L'objectif affiché , relancer les négociations avec l’Iran autour de ce que le président américain décrit comme « un accord très équitable et raisonnable ». Cependant, derrière cette main tendue, la menace plane. Trump a averti que si les pourparlers échouaient, Washington n’hésiterait pas à détruire les infrastructures iraniennes. Ainsi, la diplomatie se mêle à la pression militaire, accentuant la tension déjà explosive au Moyen-Orient.
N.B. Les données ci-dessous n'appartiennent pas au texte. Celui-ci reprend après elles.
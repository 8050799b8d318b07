//! Core data models for boundary enrichment.

pub mod collection;
pub mod region;

pub use collection::BoundaryCollection;
pub use region::{LabeledRegion, RaionRecord};
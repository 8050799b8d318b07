//! Generates an SQL seed script from an enriched raion layer.

use std::fs;
use std::path::PathBuf;

use anyhow::{Context, Result};
use clap::Parser;
use tracing::{info, Level};
use tracing_subscriber::FmtSubscriber;

use raionmap::resolve::read_collection;
use raionmap::seed_sql::seed_script;
use raionmap::EnrichConfig;

#[derive(Parser, Debug)]
#[command(name = "seed")]
#[command(about = "Write an SQL seed script linking raions to their parent oblast")]
struct Args {
    /// Enriched raion FeatureCollection
    enriched: PathBuf,

    /// Output SQL file
    output: PathBuf,

    /// Optional TOML config overriding property and table names
    #[arg(long)]
    config: Option<PathBuf>,
}

fn main() -> Result<()> {
    // Initialize logging
    let subscriber = FmtSubscriber::builder()
        .with_max_level(Level::INFO)
        .with_writer(std::io::stderr)
        .finish();
    tracing::subscriber::set_global_default(subscriber)?;

    let args = Args::parse();

    let config = match &args.config {
        Some(path) => EnrichConfig::load_from_file(path).context("Failed to load config")?,
        None => EnrichConfig::default(),
    };

    let raions = read_collection(&args.enriched).context("Failed to read enriched raions")?;
    let script = seed_script(&raions, &config);

    fs::write(&args.output, &script.sql)
        .with_context(|| format!("Failed to write {}", args.output.display()))?;

    info!("Wrote {}", args.output.display());
    println!("Seed file generated: {}", args.output.display());
    Ok(())
}
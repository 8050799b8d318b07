use serde::Deserialize;
use std::fs;
use std::path::Path;

use crate::error::{EnrichError, Result};
use crate::resolve::UNKNOWN_OBLAST;

/// Settings for an enrichment run. Every field has a default, so an empty
/// TOML file is a valid config.
#[derive(Debug, Deserialize, Clone)]
#[serde(default)]
pub struct EnrichConfig {
    /// Oblast property used as the parent label
    pub oblast_name_key: String,
    /// Raion property the parent label is written to
    pub parent_key: String,
    /// Label for raions that overlap no oblast
    pub unknown_label: String,
    /// Prefilter oblasts with an R-tree over their bounding boxes
    pub use_index: bool,
    /// Resolve raions on the rayon thread pool
    pub parallel: bool,
    /// Draw a progress bar on stderr
    pub progress: bool,
    pub seed: SeedConfig,
}

#[derive(Debug, Deserialize, Clone)]
#[serde(default)]
pub struct SeedConfig {
    /// Raion property holding the raion's own name
    pub raion_name_key: String,
    pub table: String,
    pub parent_table: String,
}

impl Default for EnrichConfig {
    fn default() -> Self {
        Self {
            oblast_name_key: "NAME_1".to_string(),
            parent_key: "parent_oblast".to_string(),
            unknown_label: UNKNOWN_OBLAST.to_string(),
            use_index: true,
            parallel: true,
            progress: true,
            seed: SeedConfig::default(),
        }
    }
}

impl Default for SeedConfig {
    fn default() -> Self {
        Self {
            raion_name_key: "rayon".to_string(),
            table: "public.raions".to_string(),
            parent_table: "regions".to_string(),
        }
    }
}

impl EnrichConfig {
    pub fn load_from_file<P: AsRef<Path>>(path: P) -> Result<Self> {
        let path = path.as_ref();
        let content = fs::read_to_string(path).map_err(|e| EnrichError::io(path, e))?;
        Self::from_toml(&content).map_err(|source| EnrichError::Config {
            path: path.to_path_buf(),
            source,
        })
    }

    pub fn from_toml(content: &str) -> Result<Self, toml::de::Error> {
        toml::from_str(content)
    }
}
//! Bounding-box prefilter for oblast candidates.

use geo_types::Rect;
use rstar::{RTree, RTreeObject, AABB};
use tracing::info;

use crate::models::LabeledRegion;
use crate::resolve::geometry::SpatialExtent;

/// R-tree entry pointing back at a region by its position in the source list
#[derive(Debug, Clone)]
struct IndexedRegion {
    position: usize,
    envelope: AABB<[f64; 2]>,
}

impl RTreeObject for IndexedRegion {
    type Envelope = AABB<[f64; 2]>;

    fn envelope(&self) -> Self::Envelope {
        self.envelope
    }
}

fn envelope_of(rect: Rect<f64>) -> AABB<[f64; 2]> {
    AABB::from_corners([rect.min().x, rect.min().y], [rect.max().x, rect.max().y])
}

/// Spatial index over region bounding boxes.
///
/// A region can only contain a raion's centroid or intersect the raion if the
/// two bounding boxes touch, so the lookup never drops a region the linear
/// scan would have scored. Regions without a bounding box (empty geometry)
/// are left out for the same reason.
pub struct CandidateIndex {
    tree: RTree<IndexedRegion>,
}

impl CandidateIndex {
    pub fn build<G: SpatialExtent>(regions: &[LabeledRegion<G>]) -> Self {
        let indexed: Vec<IndexedRegion> = regions
            .iter()
            .enumerate()
            .filter_map(|(position, region)| {
                region.geometry.bounding_box().map(|rect| IndexedRegion {
                    position,
                    envelope: envelope_of(rect),
                })
            })
            .collect();

        let tree = RTree::bulk_load(indexed);
        info!("Candidate index built with {} entries", tree.size());

        Self { tree }
    }

    /// Positions of regions whose bounds touch `bounds`, in ascending order.
    pub fn candidates(&self, bounds: Rect<f64>) -> Vec<usize> {
        let mut positions: Vec<usize> = self
            .tree
            .locate_in_envelope_intersecting(&envelope_of(bounds))
            .map(|entry| entry.position)
            .collect();
        // Source order decides ties, so restore it
        positions.sort_unstable();
        positions
    }

    pub fn len(&self) -> usize {
        self.tree.size()
    }

    pub fn is_empty(&self) -> bool {
        self.tree.size() == 0
    }
}
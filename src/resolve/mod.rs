//! Parent oblast resolution.
//!
//! Loads oblast and raion boundaries from GeoJSON and decides, for each
//! raion, which oblast it belongs to by centroid containment and overlap
//! area. An R-tree over oblast bounds can narrow the candidates.

pub mod geometry;
mod index;
mod loader;
mod resolver;

pub use geometry::SpatialExtent;
pub use index::CandidateIndex;
pub use loader::{
    geometry_from_feature, load_oblasts, load_raions, raion_name, read_collection,
    string_property,
};
pub use resolver::{best_parent, resolve_parent, ParentResolver, UNKNOWN_OBLAST};
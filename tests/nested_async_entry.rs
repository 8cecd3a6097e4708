use corobridge::{async_entry, await_from_sync, bridge_test};

// The "second async_entry started inside the child" edge case (core spec
// §4.2): the outer callable suspends on the *inner* `async_entry`'s future,
// which pushes a second frame onto the same thread's registry. Suspension
// inside the inner callable must resolve to that inner frame, not the
// outer one underneath it.
#[bridge_test]
fn nested_async_entry() {
	let inner = await_from_sync(async_entry(|| await_from_sync(async { 41 }).unwrap() + 1)).unwrap();

	assert_eq!(inner.unwrap(), 42);
}
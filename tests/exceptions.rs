use corobridge::{async_entry, await_from_sync, bridge_test};

#[derive(Debug)]
struct ValueError(String);

#[bridge_test]
fn exception_round_trip() {
	let result: Result<i32, ValueError> =
		await_from_sync(async { Err(ValueError("x".to_string())) }).unwrap();

	let message = match result {
		Ok(_) => panic!("expected the awaited future to resolve to an Err"),
		Err(ValueError(message)) => message
	};

	assert_eq!(message, "x");
}

// Not `#[bridge_test]`: that macro only checks the *driver's* outcome
// (`BridgeError`), discarding the callable's own return value, so asserting
// on the propagated `ValueError` itself needs `async_entry` driven by hand.
#[tokio::test(flavor = "current_thread")]
async fn uncaught_exception_propagates_through_the_callables_own_result() {
	let local = tokio::task::LocalSet::new();

	local
		.run_until(async {
			let outcome = async_entry(|| -> Result<(), ValueError> {
				await_from_sync(async { Err(ValueError("boom".to_string())) }).unwrap()
			})
			.await
			.unwrap();

			let message = match outcome {
				Ok(()) => panic!("expected the callable's own Err to come back unmodified"),
				Err(ValueError(message)) => message
			};

			assert_eq!(message, "boom");
		})
		.await;
}
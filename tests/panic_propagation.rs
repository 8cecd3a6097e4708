use std::panic::catch_unwind;

use corobridge::{async_entry_with, await_from_sync, bridge_test, EntryOptions};

// Distinct from `exceptions.rs`: Rust splits "the callable raised" into two
// channels (`Result::Err` and a real panic) where the source language had
// one, so the panic channel needs its own coverage (core spec §7).
#[bridge_test]
fn panic_caught_at_the_suspension_site() {
	let caught = catch_unwind(|| await_from_sync(async { panic!("boom") }));

	let payload = caught.expect_err("expected the panicking future to resume its panic here");
	let message = payload.downcast_ref::<&str>().copied().unwrap_or("<unknown payload>");

	assert_eq!(message, "boom");
}

#[tokio::test(flavor = "current_thread")]
#[should_panic(expected = "boom")]
async fn uncaught_panic_propagates_out_of_async_entry() {
	let local = tokio::task::LocalSet::new();

	local
		.run_until(async {
			async_entry_with(
				|| {
					await_from_sync(async { panic!("boom") }).unwrap();
				},
				EntryOptions::default()
			)
			.await
			.unwrap();
		})
		.await;
}
//! The suspension primitive (core spec §4.2).

use std::future::Future;

use tokio::runtime::Handle;

use crate::context::{BoxAny, BoxFuture, Outcome, Yielder};
use crate::error::{BridgeError, Result};
use crate::registry;

/// Re-occupies the registry slot this call vacated once `Yielder::suspend`
/// returns — including when it returns by way of a forced unwind (the
/// coroutine being dropped while suspended), so the registry is always
/// balanced by the time the driver's own pop-on-drop guard runs, whether
/// this frame is finishing normally or being torn down with it.
struct RepushGuard {
	yielder: *const Yielder,
	runtime: Handle
}

impl Drop for RepushGuard {
	fn drop(&mut self) {
		// Safety: see `await_from_sync` below — this pointer is still valid
		// for as long as this guard itself is reachable.
		unsafe { registry::push(self.yielder, self.runtime.clone()) };
	}
}

/// Suspends the calling synchronous frame until `fut` completes, returning
/// its result.
///
/// Valid only when called from a stack that is a descendant of a live
/// [`async_entry`](crate::async_entry) call on this OS thread — i.e. from
/// inside the callable `async_entry` adopted, or from any plain (non-async)
/// function that callable transitively calls, at any depth
/// (core spec §4.2: "only the stack identity matters, not the call depth").
///
/// # Errors
/// Returns [`BridgeError::IllegalContext`] if called with no enclosing
/// `async_entry` on this thread, and [`BridgeError::Cancelled`] if the
/// enclosing driver's cancellation token (see `EntryOptions::cancellation`)
/// fired while `fut` was outstanding.
///
/// # Panics
/// If `fut` itself panics while being polled, that panic is resumed here,
/// at the call site — not turned into an `Err` — so that a `catch_unwind`
/// around this call observes exactly what a direct `.await` would have
/// produced (core spec §7: exception fidelity, never rewrapped).
pub fn await_from_sync<F>(fut: F) -> Result<F::Output>
where
	F: Future + 'static,
	F::Output: 'static
{
	let (yielder, runtime) = registry::current().ok_or(BridgeError::IllegalContext)?;

	// This frame is about to stop being the one actively running on this
	// thread — a sibling or nested `async_entry` may become active while
	// we're parked, so the slot must be free for it.
	registry::pop();

	let boxed: BoxFuture = Box::pin(async move {
		let value = fut.await;

		Box::new(value) as BoxAny
	});

	let outcome = {
		let _repush = RepushGuard { yielder, runtime };

		/* Safety: `registry::current` only ever returns a pointer to the
		 * `Yielder` of the coroutine currently executing on this thread;
		 * that coroutine only resumes (normally or via forced unwind) once
		 * `suspend` below returns, and `yielder` stays valid for that
		 * entire span since the coroutine owning it is merely suspended,
		 * not dropped, until then. */
		unsafe { &*yielder }.suspend(boxed)
	};

	match outcome {
		Outcome::Value(value) => Ok(downcast(value)),
		Outcome::Panic(payload) => std::panic::resume_unwind(payload),
		Outcome::Cancelled => Err(BridgeError::Cancelled)
	}
}

#[allow(clippy::panic)]
fn downcast<T: 'static>(value: BoxAny) -> T {
	match value.downcast::<T>() {
		Ok(value) => *value,
		/* the driver only ever resumes with the output of the exact future
		 * this call just yielded, so the type always matches; this arm
		 * guards against a future change to the driver breaking that */
		Err(_) => unreachable!("corobridge: resumed with a value of the wrong type")
	}
}
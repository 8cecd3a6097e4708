use thiserror::Error;

/// Contract-violation and cancellation failures the bridge can surface.
///
/// User exceptions (a panic from the adopted callable, or from an awaited
/// future) are deliberately *not* a variant here — they propagate as
/// ordinary Rust panics, unchanged, per the exception-fidelity rule this
/// crate exists to uphold.
#[derive(Debug, Error)]
pub enum BridgeError {
	/// [`await_from_sync`](crate::await_from_sync) was called from a stack
	/// that is not a descendant of any live [`async_entry`](crate::async_entry).
	#[error("await_from_sync called outside of any async_entry")]
	IllegalContext,

	/// [`EntryOptions::require_suspension`](crate::EntryOptions::require_suspension)
	/// was set and the adopted callable returned without ever calling
	/// [`await_from_sync`](crate::await_from_sync).
	#[error("async_entry callable returned without suspending")]
	NoSuspension,

	/// The [`CancellationToken`](tokio_util::sync::CancellationToken) passed
	/// via [`EntryOptions::cancellation`](crate::EntryOptions::cancellation)
	/// fired while the driver was awaiting on the child's behalf.
	#[error("cancelled while awaiting on behalf of the bridged call")]
	Cancelled
}

/// Shorthand for the result type every public `corobridge` entry point returns.
pub type Result<T> = std::result::Result<T, BridgeError>;
//! `corobridge` lets a plain, synchronous function — running anywhere
//! inside a cooperative asynchronous runtime — call into awaitables as if
//! the surrounding context were itself `async`, without threading `.await`
//! through every intervening stack frame.
//!
//! Two operations make up the whole public surface:
//!
//! - [`async_entry`] adopts a synchronous callable into the enclosing
//!   asynchronous context, running it on its own stackful coroutine.
//! - [`await_from_sync`] is a plain (non-`async`) function, callable from
//!   anywhere underneath an `async_entry`'s callable, that suspends the
//!   calling stack on an arbitrary [`Future`](std::future::Future) and
//!   returns its output — or resumes its panic — as an ordinary value.
//!
//! ```no_run
//! # async fn run() -> corobridge::Result<()> {
//! let greeting = corobridge::async_entry(|| {
//!     // plain, synchronous code — no `async`, no `.await` — that still
//!     // suspends on a real future:
//!     let suffix = corobridge::await_from_sync(async { "!" })?;
//!
//!     Ok::<_, corobridge::BridgeError>(format!("hi{suffix}"))
//! })
//! .await??;
//!
//! assert_eq!(greeting, "hi!");
//! # Ok(())
//! # }
//! ```
//!
//! # What this is not
//!
//! This crate does not implement an event loop, a non-blocking I/O layer,
//! preemption or time-slicing, a general green-thread scheduler, or
//! cross-task channels, and it does not monkey-patch the host runtime. It
//! composes exactly two existing schedulers — Tokio's task scheduler and a
//! stackful-coroutine facility (`corosensei`) — and nothing else.
//!
//! # Non-`Send` futures
//!
//! [`async_entry`]'s returned future pins a native call stack to the OS
//! thread it starts running on, so it is **not** `Send`. Drive it from a
//! current-thread [`tokio::runtime::Runtime`] or from a
//! [`tokio::task::LocalSet`] — never `tokio::spawn`.

mod context;
mod driver;
mod error;
mod registry;
mod suspend;

pub use corobridge_macros::bridge_test;
pub use driver::{async_entry, async_entry_with, EntryOptions};
pub use error::{BridgeError, Result};
pub use suspend::await_from_sync;
//! Thread-local frame registry.
//!
//! Resolves the "implicit parent lookup" question from the core spec's
//! Design Notes (§9) the way it explicitly sanctions: "an explicit registry
//! keyed by the current task handle" standing in for walking a
//! coroutine-parent pointer. `corosensei` hands a coroutine's [`Yielder`]
//! to its entry closure by value rather than exposing a global `current()`,
//! so [`await_from_sync`](crate::await_from_sync) needs some other way to
//! find its way back to the driver from arbitrary call depth — this slot
//! is it.
//!
//! This holds at most one frame, not a stack: exactly one coroutine is ever
//! actively running synchronous code on a given OS thread at a time (core
//! spec §5, "cooperative, two-party"), including when several `async_entry`
//! invocations are in flight concurrently or nested inside one another —
//! each one's frame is only present here while its code is the code
//! actually running, and is popped *before* it suspends, then re-pushed
//! only once it is resumed ([`await_from_sync`](crate::await_from_sync)
//! does both halves of that swap around its call to `Yielder::suspend`). A
//! frame that is merely parked, waiting on its own yielded future, holds no
//! slot at all — so a sibling or nested invocation that becomes active in
//! the meantime can never collide with, or be shadowed by, a frame that
//! isn't actually executing right now.

use std::cell::RefCell;

use tokio::runtime::Handle;

use crate::context::{Frame, Yielder};

thread_local! {
	static FRAME: RefCell<Option<Frame>> = const { RefCell::new(None) };
}

/// Occupies this OS thread's slot with the frame of the coroutine that is
/// about to run (or has just resumed running) synchronous code.
///
/// # Safety
/// `yielder` must stay valid — i.e. the coroutine that owns it must still
/// be running on this call stack — until the matching [`pop`] call.
pub(crate) unsafe fn push(yielder: *const Yielder, runtime: Handle) {
	FRAME.with(|frame| {
		let previous = frame.borrow_mut().replace(Frame { yielder, runtime });

		debug_assert!(
			previous.is_none(),
			"corobridge: registry slot already occupied by another frame"
		);
	});
}

/// Vacates this OS thread's slot.
///
/// Must be called exactly once for every [`push`]: right before the
/// pushing coroutine suspends, or once it has returned or unwound for
/// good.
#[allow(clippy::expect_used)]
pub(crate) fn pop() {
	FRAME.with(|frame| {
		frame
			.borrow_mut()
			.take()
			.expect("corobridge: frame registry underflow (push/pop mismatch)");
	});
}

/// Returns this thread's active frame, if any.
///
/// A call to [`await_from_sync`](crate::await_from_sync) is legal (core
/// spec §3 invariant 1) iff this returns `Some`; the returned frame is by
/// construction the caller's own — only one coroutine is ever actively
/// running on a thread at once (core spec §4.2: "only the stack identity
/// matters, not the call depth").
pub(crate) fn current() -> Option<(*const Yielder, Handle)> {
	FRAME.with(|frame| frame.borrow().as_ref().map(|frame| (frame.yielder, frame.runtime.clone())))
}
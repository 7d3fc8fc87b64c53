use std::{path::PathBuf, sync::Arc};

use anyhow::Result;
use clap::{Parser, Subcommand};
use console_core::{
    HttpInstanceGateway, InstanceDirectory, InstanceGateway, InstanceLifecycleController,
    NamespaceDirectory, NamespaceQueryConsole, Navigator, NotificationSink, QueryRow, SessionState,
};
use shared::{
    domain::{InstanceId, InstanceRecord, TtlFile},
    protocol::CreateInstanceRequest,
};
use tokio::sync::mpsc;
use url::Url;

#[derive(Parser, Debug)]
#[command(name = "console", about = "Operator console for remote graph-database instances")]
struct Args {
    /// Control-plane base URL.
    #[arg(long, env = "CONSOLE_SERVER_URL")]
    server_url: Url,
    #[command(subcommand)]
    command: Command,
}

#[derive(Subcommand, Debug)]
enum Command {
    /// List all managed instances.
    Instances,
    /// Create a new instance.
    CreateInstance {
        #[arg(long)]
        name: String,
        #[arg(long, default_value_t = 9999)]
        port: u16,
        #[arg(long, default_value = "data/")]
        install_path: String,
        #[arg(long, default_value = "512M")]
        min_memory: String,
        #[arg(long, default_value = "1024M")]
        max_memory: String,
        #[arg(long, default_value = "localhost")]
        ip_address: String,
    },
    /// Toggle one instance between running and stopped.
    Toggle { id: i64 },
    /// List the namespaces of one instance.
    Namespaces { id: i64 },
    /// Create a namespace on one instance.
    CreateNamespace { id: i64, name: String },
    /// Run a SPARQL query against a namespace.
    Query {
        id: i64,
        namespace: String,
        query: String,
    },
    /// Upload a TTL file into a namespace.
    Upload {
        id: i64,
        namespace: String,
        file: PathBuf,
    },
}

/// Terminal frontend: notifications go to stderr, view headings to
/// stdout.
struct CliFrontend;

impl NotificationSink for CliFrontend {
    fn notify_success(&self, message: &str) {
        eprintln!("ok: {message}");
    }

    fn notify_error(&self, message: &str) {
        eprintln!("error: {message}");
    }

    fn notify_info(&self, message: &str) {
        eprintln!("info: {message}");
    }
}

impl Navigator for CliFrontend {
    fn show_instance_list(&self) {
        println!("# instances");
    }

    fn show_namespace_view(&self, instance_id: InstanceId) {
        println!("# namespaces of instance {}", instance_id.0);
    }
}

fn print_instances(instances: &[InstanceRecord]) {
    for record in instances {
        println!(
            "{}\t{}\t{}:{}\tpid={}\t{}",
            record.id.0,
            record.instance_name,
            record.ip_address,
            record.port,
            record.pid,
            record.status.as_str(),
        );
    }
}

fn print_rows(rows: &[QueryRow]) {
    let Some(first) = rows.first() else {
        return;
    };
    println!("{}", first.columns().collect::<Vec<_>>().join("\t"));
    for row in rows {
        let line: Vec<&str> = row.cells().iter().map(|(_, value)| value.as_str()).collect();
        println!("{}", line.join("\t"));
    }
}

#[tokio::main]
async fn main() -> Result<()> {
    tracing_subscriber::fmt().init();
    let args = Args::parse();

    let frontend = Arc::new(CliFrontend);
    let gateway: Arc<dyn InstanceGateway> =
        Arc::new(HttpInstanceGateway::new(args.server_url.as_str()));
    let notifier: Arc<dyn NotificationSink> = frontend.clone();

    match args.command {
        Command::Instances => {
            let directory = InstanceDirectory::new(Arc::clone(&gateway), notifier);
            if !matches!(directory.refresh().await, Some(Ok(_))) {
                std::process::exit(1);
            }
            frontend.show_instance_list();
            print_instances(&directory.instances().await);
        }
        Command::CreateInstance {
            name,
            port,
            install_path,
            min_memory,
            max_memory,
            ip_address,
        } => {
            let directory = InstanceDirectory::new(Arc::clone(&gateway), notifier);
            let spec = CreateInstanceRequest {
                instance_name: name,
                port,
                install_path,
                min_memory,
                max_memory,
                ip_address,
            };
            if !matches!(directory.create(spec).await, Some(Ok(_))) {
                std::process::exit(1);
            }
            print_instances(&directory.instances().await);
        }
        Command::Toggle { id } => {
            let record = gateway.fetch_instance(InstanceId(id)).await?;
            let (refresh_tx, mut refresh_rx) = mpsc::unbounded_channel();
            let controller = InstanceLifecycleController::new(
                record,
                Arc::clone(&gateway),
                Arc::clone(&notifier),
                refresh_tx,
            );
            controller.toggle().await;
            println!(
                "{} -> {}",
                id,
                controller.displayed_status().await.as_str()
            );
            if refresh_rx.try_recv().is_ok() {
                let directory = InstanceDirectory::new(Arc::clone(&gateway), notifier);
                if matches!(directory.refresh().await, Some(Ok(_))) {
                    frontend.show_instance_list();
                    print_instances(&directory.instances().await);
                }
            }
        }
        Command::Namespaces { id } => {
            let directory = NamespaceDirectory::new(InstanceId(id), Arc::clone(&gateway), notifier);
            if !matches!(directory.load().await, Some(Ok(_))) {
                std::process::exit(1);
            }
            frontend.show_namespace_view(InstanceId(id));
            for namespace in directory.summaries().await {
                println!("{}", namespace.name);
            }
        }
        Command::CreateNamespace { id, name } => {
            let directory = NamespaceDirectory::new(InstanceId(id), Arc::clone(&gateway), notifier);
            if !matches!(directory.create(&name).await, Some(Ok(_))) {
                std::process::exit(1);
            }
        }
        Command::Query {
            id,
            namespace,
            query,
        } => {
            let console =
                NamespaceQueryConsole::new(InstanceId(id), namespace, Arc::clone(&gateway), notifier);
            console.open().await;
            console.submit_query(&query).await;
            match console.session().await {
                SessionState::DisplayingResults(rows) => print_rows(&rows),
                SessionState::QueryInput | SessionState::Closed => {}
            }
        }
        Command::Upload {
            id,
            namespace,
            file,
        } => {
            let bytes = tokio::fs::read(&file).await?;
            let filename = file
                .file_name()
                .map(|name| name.to_string_lossy().into_owned())
                .unwrap_or_else(|| "upload.ttl".to_string());
            let console =
                NamespaceQueryConsole::new(InstanceId(id), namespace, Arc::clone(&gateway), notifier);
            console.open().await;
            console.stage_file(TtlFile { filename, bytes }).await;
            console.submit_upload().await;
            if console.staged_file().await.is_some() {
                // Upload failed; the file stayed staged for a retry.
                std::process::exit(1);
            }
        }
    }

    Ok(())
}
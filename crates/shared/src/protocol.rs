use serde::{Deserialize, Serialize};

use crate::domain::InstanceId;

/// Body of `POST /create_instance`.
#[derive(Debug, Clone, Serialize, Deserialize)]
pub struct CreateInstanceRequest {
    pub instance_name: String,
    pub port: u16,
    pub install_path: String,
    pub min_memory: String,
    pub max_memory: String,
    pub ip_address: String,
}

/// Body of `POST /start_instance` and `POST /stop_instance`.
#[derive(Debug, Clone, Serialize, Deserialize)]
pub struct InstanceActionRequest {
    pub id: InstanceId,
}

/// Body of `GET /get_namespaces/{id}` responses.
#[derive(Debug, Clone, Serialize, Deserialize)]
pub struct NamespaceListResponse {
    pub namespaces: Vec<String>,
}

/// Body of `POST /create_namespace`.
#[derive(Debug, Clone, Serialize, Deserialize)]
pub struct CreateNamespaceRequest {
    pub id: InstanceId,
    pub namespace_name: String,
}

#[derive(Debug, Clone, Serialize, Deserialize)]
pub struct CreateNamespaceResponse {
    pub namespace_name: String,
}

/// Body of `POST /run_query`.
#[derive(Debug, Clone, Serialize, Deserialize)]
pub struct RunQueryRequest {
    pub id: InstanceId,
    pub namespace_name: String,
    pub query: String,
}

/// Query responses wrap the SPARQL results XML document as a string.
#[derive(Debug, Clone, Serialize, Deserialize)]
pub struct RunQueryResponse {
    pub result: String,
}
Or, du côté de Téhéran, l’incertitude domine. Selon les agences Fars et Tasnim, l’Iran n’a pas encore décidé de sa participation aux discussions prévues à Islamabad. En effet, les autorités iraniennes conditionnent leur présence à la levée du blocus naval imposé par les États-Unis. De plus, l’agence officielle Irna souligne qu’« aucune perspective claire de négociations fructueuses » ne se dessine, dénonçant les « exigences déraisonnables » de Washington. Autrement dit, si Trump veut imposer son tempo, l’Iran entend poser ses propres conditions.
En définitive, cette initiative américaine illustre la stratégie de Trump qui est de mêler l'ouverture diplomatique et menace militaire. Reste à savoir si Islamabad sera le lieu d’un rapprochement historique ou d’un nouvel affrontement verbal.